* _Your objective_
Every line of the records below from the line with "filename src/sim/arc.rs" up to and including the line with "step before resolving" must be reproduced exactly, and no line outside that range.

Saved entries

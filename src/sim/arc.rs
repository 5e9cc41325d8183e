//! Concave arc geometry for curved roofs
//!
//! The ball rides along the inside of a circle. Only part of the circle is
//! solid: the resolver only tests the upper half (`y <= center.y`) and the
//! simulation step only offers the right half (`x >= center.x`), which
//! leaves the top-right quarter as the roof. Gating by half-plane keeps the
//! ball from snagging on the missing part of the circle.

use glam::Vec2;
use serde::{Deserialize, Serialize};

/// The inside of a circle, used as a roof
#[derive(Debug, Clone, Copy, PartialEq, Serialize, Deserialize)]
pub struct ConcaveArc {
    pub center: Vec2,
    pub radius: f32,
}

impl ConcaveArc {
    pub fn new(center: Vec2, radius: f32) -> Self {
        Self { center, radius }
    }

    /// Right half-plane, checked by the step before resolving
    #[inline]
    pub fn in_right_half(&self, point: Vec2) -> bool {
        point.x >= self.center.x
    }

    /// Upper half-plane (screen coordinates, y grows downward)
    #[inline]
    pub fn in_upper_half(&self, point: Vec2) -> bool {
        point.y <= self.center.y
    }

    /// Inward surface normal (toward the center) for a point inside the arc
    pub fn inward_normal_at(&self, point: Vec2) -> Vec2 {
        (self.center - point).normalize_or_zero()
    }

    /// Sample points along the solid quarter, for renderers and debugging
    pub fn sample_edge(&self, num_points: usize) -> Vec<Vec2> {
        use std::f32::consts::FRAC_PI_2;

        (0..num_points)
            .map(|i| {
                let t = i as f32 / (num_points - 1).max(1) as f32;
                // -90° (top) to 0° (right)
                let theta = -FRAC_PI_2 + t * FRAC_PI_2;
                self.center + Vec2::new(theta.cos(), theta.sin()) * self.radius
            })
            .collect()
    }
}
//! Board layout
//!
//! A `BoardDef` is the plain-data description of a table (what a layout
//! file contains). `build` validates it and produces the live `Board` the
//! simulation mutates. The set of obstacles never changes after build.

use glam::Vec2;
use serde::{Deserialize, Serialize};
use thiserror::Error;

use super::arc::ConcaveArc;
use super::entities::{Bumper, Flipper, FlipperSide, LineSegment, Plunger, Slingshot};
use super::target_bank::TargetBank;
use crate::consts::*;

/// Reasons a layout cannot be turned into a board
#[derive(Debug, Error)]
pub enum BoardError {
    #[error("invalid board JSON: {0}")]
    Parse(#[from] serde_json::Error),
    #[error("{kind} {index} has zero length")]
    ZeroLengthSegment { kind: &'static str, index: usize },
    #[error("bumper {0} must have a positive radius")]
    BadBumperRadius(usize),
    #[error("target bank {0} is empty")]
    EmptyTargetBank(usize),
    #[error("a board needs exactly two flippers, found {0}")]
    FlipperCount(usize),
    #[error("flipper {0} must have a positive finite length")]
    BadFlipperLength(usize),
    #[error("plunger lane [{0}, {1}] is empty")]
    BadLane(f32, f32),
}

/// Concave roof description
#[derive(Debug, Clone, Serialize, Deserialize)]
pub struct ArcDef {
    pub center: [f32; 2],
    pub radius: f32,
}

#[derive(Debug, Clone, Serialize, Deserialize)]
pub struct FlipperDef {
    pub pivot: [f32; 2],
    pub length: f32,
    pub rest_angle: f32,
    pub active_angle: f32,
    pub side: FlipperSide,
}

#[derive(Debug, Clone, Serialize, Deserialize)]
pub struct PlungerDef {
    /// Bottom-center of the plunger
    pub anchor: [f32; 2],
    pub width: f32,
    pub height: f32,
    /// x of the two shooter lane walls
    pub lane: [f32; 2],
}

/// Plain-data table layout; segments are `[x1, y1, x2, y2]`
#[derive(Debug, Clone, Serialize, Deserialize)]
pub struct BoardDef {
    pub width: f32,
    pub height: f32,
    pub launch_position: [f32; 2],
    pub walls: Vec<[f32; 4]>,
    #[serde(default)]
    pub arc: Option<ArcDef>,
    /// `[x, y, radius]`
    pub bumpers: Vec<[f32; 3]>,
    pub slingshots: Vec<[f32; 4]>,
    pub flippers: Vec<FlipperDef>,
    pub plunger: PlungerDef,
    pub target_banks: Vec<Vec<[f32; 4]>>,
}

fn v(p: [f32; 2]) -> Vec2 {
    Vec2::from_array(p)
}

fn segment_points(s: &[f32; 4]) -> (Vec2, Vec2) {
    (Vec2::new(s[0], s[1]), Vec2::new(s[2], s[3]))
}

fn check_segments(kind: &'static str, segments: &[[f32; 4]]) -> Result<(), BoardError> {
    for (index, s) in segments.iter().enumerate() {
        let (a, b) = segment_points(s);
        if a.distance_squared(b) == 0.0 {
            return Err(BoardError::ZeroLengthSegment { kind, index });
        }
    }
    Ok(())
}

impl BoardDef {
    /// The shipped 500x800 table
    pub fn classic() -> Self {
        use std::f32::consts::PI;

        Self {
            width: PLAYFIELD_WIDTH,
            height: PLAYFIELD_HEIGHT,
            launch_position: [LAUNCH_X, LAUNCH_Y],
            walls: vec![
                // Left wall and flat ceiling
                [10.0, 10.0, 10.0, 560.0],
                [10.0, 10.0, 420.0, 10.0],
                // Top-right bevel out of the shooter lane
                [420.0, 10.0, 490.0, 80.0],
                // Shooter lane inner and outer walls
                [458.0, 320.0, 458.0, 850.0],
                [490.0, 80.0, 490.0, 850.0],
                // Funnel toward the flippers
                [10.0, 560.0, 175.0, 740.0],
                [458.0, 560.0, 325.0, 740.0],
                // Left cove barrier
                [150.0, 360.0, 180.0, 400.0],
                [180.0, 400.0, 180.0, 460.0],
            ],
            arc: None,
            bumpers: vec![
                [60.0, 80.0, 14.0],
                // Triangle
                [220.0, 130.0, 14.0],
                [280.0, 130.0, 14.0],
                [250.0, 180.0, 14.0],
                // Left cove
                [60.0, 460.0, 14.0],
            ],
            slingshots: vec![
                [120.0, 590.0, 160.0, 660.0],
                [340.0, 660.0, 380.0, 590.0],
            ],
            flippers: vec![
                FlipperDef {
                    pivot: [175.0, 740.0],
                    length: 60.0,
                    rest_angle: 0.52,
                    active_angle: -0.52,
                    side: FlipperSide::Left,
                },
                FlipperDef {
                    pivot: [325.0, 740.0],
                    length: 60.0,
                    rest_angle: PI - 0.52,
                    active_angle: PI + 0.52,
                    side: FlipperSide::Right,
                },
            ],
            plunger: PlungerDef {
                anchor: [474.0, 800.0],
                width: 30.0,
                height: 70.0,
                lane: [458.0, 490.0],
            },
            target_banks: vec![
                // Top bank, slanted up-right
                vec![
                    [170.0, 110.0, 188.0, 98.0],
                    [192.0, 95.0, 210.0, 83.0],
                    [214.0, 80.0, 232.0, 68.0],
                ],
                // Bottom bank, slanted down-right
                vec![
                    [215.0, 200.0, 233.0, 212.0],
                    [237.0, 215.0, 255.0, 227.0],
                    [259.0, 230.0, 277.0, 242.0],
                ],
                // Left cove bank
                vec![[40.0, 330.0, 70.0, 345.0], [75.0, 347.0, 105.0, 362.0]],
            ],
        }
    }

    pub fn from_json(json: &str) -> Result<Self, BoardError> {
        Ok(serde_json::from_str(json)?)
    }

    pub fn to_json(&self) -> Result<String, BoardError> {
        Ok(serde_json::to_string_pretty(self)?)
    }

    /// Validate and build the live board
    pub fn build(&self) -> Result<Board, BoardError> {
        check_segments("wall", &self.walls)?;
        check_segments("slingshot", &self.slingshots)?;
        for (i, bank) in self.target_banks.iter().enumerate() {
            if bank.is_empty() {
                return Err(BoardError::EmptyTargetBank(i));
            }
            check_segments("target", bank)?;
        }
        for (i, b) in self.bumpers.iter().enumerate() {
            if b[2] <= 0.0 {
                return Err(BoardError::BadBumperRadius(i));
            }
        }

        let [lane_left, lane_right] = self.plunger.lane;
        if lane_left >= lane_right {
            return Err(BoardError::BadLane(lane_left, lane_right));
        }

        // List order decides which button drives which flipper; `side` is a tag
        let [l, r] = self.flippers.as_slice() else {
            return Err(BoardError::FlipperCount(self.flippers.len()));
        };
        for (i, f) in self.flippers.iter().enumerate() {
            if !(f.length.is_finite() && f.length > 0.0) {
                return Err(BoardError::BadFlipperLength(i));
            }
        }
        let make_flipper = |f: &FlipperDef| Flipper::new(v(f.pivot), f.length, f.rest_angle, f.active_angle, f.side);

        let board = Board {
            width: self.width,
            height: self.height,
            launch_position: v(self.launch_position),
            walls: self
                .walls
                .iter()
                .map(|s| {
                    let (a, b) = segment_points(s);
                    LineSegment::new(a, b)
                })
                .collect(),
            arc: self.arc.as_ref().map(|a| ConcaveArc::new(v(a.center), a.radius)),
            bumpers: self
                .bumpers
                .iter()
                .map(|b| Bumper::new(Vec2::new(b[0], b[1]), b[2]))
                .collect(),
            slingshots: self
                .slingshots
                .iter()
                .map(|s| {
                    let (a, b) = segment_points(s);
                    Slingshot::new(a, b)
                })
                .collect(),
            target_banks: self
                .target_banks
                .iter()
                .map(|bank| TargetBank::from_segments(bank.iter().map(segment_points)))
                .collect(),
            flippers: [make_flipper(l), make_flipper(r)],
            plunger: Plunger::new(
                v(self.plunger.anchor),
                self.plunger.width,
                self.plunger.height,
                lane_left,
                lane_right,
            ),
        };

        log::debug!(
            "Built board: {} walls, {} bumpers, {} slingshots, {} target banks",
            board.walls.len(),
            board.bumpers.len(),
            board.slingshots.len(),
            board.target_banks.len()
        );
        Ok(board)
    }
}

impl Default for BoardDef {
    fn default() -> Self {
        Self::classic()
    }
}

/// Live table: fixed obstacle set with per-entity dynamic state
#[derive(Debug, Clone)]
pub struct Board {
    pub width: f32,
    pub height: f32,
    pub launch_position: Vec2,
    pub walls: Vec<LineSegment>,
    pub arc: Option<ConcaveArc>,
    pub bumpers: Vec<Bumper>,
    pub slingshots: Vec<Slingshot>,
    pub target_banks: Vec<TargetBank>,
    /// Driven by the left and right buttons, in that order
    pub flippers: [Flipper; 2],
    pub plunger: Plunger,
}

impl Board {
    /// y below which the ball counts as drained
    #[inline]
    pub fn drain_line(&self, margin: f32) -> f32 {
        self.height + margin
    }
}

* * *

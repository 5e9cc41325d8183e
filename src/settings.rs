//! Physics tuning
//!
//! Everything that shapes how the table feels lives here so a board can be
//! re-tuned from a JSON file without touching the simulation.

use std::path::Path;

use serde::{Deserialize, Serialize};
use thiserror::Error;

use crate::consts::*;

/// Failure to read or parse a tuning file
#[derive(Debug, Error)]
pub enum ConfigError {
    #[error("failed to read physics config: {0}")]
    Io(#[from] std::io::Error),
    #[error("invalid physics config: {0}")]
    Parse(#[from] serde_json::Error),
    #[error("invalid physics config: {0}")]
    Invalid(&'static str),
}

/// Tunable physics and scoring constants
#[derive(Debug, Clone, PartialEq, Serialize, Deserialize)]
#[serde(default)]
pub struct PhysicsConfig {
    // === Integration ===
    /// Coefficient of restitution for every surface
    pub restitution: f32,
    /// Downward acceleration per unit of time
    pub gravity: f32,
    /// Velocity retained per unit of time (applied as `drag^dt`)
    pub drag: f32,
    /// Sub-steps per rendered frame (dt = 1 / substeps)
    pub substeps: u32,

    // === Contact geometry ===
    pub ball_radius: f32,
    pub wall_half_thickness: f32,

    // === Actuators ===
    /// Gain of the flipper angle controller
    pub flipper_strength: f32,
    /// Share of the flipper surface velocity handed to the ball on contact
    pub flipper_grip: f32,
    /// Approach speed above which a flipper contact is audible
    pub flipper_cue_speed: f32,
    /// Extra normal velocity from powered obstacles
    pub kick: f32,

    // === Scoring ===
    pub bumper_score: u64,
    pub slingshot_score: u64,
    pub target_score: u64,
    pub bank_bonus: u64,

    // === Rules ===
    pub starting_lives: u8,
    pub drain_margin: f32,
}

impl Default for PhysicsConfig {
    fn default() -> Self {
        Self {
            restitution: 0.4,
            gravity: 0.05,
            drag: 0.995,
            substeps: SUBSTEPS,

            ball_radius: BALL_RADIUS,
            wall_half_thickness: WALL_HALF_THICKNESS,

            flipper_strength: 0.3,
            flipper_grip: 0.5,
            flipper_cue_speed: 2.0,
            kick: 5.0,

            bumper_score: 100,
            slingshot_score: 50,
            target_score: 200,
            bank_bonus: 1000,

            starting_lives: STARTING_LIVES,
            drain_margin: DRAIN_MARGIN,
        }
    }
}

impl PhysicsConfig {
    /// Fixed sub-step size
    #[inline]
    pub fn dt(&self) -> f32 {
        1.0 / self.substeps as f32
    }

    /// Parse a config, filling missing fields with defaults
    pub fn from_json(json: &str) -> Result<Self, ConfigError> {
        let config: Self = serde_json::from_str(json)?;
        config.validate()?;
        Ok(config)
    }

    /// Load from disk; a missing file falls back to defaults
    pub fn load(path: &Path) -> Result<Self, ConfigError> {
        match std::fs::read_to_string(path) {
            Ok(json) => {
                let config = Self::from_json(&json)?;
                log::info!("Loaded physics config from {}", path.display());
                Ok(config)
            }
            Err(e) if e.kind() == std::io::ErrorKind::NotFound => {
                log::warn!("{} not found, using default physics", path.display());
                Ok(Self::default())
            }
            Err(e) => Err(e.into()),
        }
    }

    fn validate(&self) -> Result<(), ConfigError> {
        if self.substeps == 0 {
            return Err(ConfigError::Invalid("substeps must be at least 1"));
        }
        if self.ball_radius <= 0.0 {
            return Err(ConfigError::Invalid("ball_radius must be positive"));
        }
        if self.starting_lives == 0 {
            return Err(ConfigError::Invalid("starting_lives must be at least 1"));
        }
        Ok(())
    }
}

* _Finished exercise_
filename src/sim/arc.rs
repository 5e9cc41325d8183e
//! Concave arc geometry for curved roofs
//!
//! The ball rides along the inside of a circle. Only part of the circle is
//! solid: the resolver only tests the upper half (`y <= center.y`) and the
//! simulation step only offers the right half (`x >= center.x`), which
//! leaves the top-right quarter as the roof. Gating by half-plane keeps the
//! ball from snagging on the missing part of the circle.

use glam::Vec2;
use serde::{Deserialize, Serialize};

/// The inside of a circle, used as a roof
#[derive(Debug, Clone, Copy, PartialEq, Serialize, Deserialize)]
pub struct ConcaveArc {
    pub center: Vec2,
    pub radius: f32,
}

impl ConcaveArc {
    pub fn new(center: Vec2, radius: f32) -> Self {
        Self { center, radius }
    }

    /// Right half-plane, checked by the step before resolving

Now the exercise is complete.